What the task requires: Copy each line below that contains "Result".

Given data:
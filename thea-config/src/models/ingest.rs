use std::path::PathBuf;

use serde::{Deserialize, Serialize};

fn default_video_extensions() -> Vec<String> {
    ["mkv", "mp4", "avi", "mov", "webm", "m4v", "mpg", "mpeg", "ts", "wmv"]
        .iter()
        .map(|ext| (*ext).to_string())
        .collect()
}

/// Settings for the ingest pipeline. Use these to tune how quickly new files
/// are picked up, how long a file must sit unmodified before it is touched,
/// and how many files are ingested in parallel.
#[derive(Debug, Clone, Deserialize, Serialize)]
#[serde(default)]
pub struct IngestConfig {
    /// Directory watched for arriving source files.
    pub ingest_path: PathBuf,
    /// Period (seconds) of the forced discovery sweep. Filesystem
    /// notifications trigger an extra sweep in between; the periodic sweep is
    /// the safety net for events the watcher missed.
    pub force_sync_seconds: u64,
    /// A discovered file is held until its modification time is at least this
    /// many seconds old, protecting against files still being written.
    pub required_modtime_age_seconds: u64,
    /// Number of ingestion workers. Each worker owns one item at a time.
    pub ingestion_parallelism: usize,
    /// Case-insensitive substrings matched against file names; matching files
    /// are never tracked.
    pub blacklist: Vec<String>,
    /// File extensions treated as ingestable video assets.
    #[serde(default = "default_video_extensions")]
    pub video_extensions: Vec<String>,
}

impl Default for IngestConfig {
    fn default() -> Self {
        Self {
            ingest_path: PathBuf::from("/media/ingest"),
            force_sync_seconds: 300,
            required_modtime_age_seconds: 120,
            ingestion_parallelism: 2,
            blacklist: Vec::new(),
            video_extensions: default_video_extensions(),
        }
    }
}
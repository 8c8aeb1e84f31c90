use serde::{Deserialize, Serialize};
use uuid::Uuid;

macro_rules! uuid_id {
    ($(#[$doc:meta])* $name:ident) => {
        $(#[$doc])*
        #[derive(
            Debug, Clone, Copy, PartialEq, Eq, PartialOrd, Ord, Hash, Serialize, Deserialize,
        )]
        pub struct $name(pub Uuid);

        impl $name {
            pub fn new() -> Self {
                Self(Uuid::now_v7())
            }

            pub fn as_uuid(&self) -> &Uuid {
                &self.0
            }

            pub fn to_uuid(&self) -> Uuid {
                self.0
            }
        }

        impl Default for $name {
            fn default() -> Self {
                Self::new()
            }
        }

        impl AsRef<Uuid> for $name {
            fn as_ref(&self) -> &Uuid {
                &self.0
            }
        }

        impl From<Uuid> for $name {
            fn from(value: Uuid) -> Self {
                Self(value)
            }
        }

        impl std::fmt::Display for $name {
            fn fmt(&self, f: &mut std::fmt::Formatter<'_>) -> std::fmt::Result {
                self.0.fmt(f)
            }
        }
    };
}

uuid_id!(
    /// Identifier shared by every persisted media container, whatever its
    /// shape. Movies and episodes are both addressed by `MediaId`; series and
    /// seasons carry their own id types because they are never containers.
    MediaId
);
uuid_id!(SeriesId);
uuid_id!(SeasonId);
uuid_id!(
    /// Identifier for an in-memory ingest item.
    ItemId
);
uuid_id!(
    /// Identifier for an in-memory transcode task.
    TaskId
);
uuid_id!(WorkflowId);
uuid_id!(TargetId);

/// Opaque identifier minted by the external metadata catalogue, unique per
/// media kind. Stored verbatim; Thea never interprets its contents.
#[derive(Debug, Clone, PartialEq, Eq, Hash, Serialize, Deserialize)]
pub struct ExternalId(pub String);

impl ExternalId {
    pub fn as_str(&self) -> &str {
        &self.0
    }

    pub fn is_empty(&self) -> bool {
        self.0.is_empty()
    }
}

impl From<String> for ExternalId {
    fn from(value: String) -> Self {
        Self(value)
    }
}

impl From<&str> for ExternalId {
    fn from(value: &str) -> Self {
        Self(value.to_owned())
    }
}

impl std::fmt::Display for ExternalId {
    fn fmt(&self, f: &mut std::fmt::Formatter<'_>) -> std::fmt::Result {
        f.write_str(&self.0)
    }
}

Task output:
            fn fmt(&self, f: &mut std::fmt::Formatter<'_>) -> std::fmt::Result {
    fn fmt(&self, f: &mut std::fmt::Formatter<'_>) -> std::fmt::Result {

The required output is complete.